Stored items:
# # #
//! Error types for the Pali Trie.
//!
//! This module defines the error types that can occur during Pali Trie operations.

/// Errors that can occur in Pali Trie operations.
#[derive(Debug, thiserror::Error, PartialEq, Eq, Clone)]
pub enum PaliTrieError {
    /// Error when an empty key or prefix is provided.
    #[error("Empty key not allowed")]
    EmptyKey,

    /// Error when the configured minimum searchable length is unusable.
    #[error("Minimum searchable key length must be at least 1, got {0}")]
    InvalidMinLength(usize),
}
# # #
WHAT THE TASK REQUIRES: Output exactly the lines above, from the one holding "pub enum PaliTrieError" through the end of the data, including the first and last.

RESPONSE AREA:
pub enum PaliTrieError {
    /// Error when an empty key or prefix is provided.
    #[error("Empty key not allowed")]
    EmptyKey,

    /// Error when the configured minimum searchable length is unusable.
    #[error("Minimum searchable key length must be at least 1, got {0}")]
    InvalidMinLength(usize),
}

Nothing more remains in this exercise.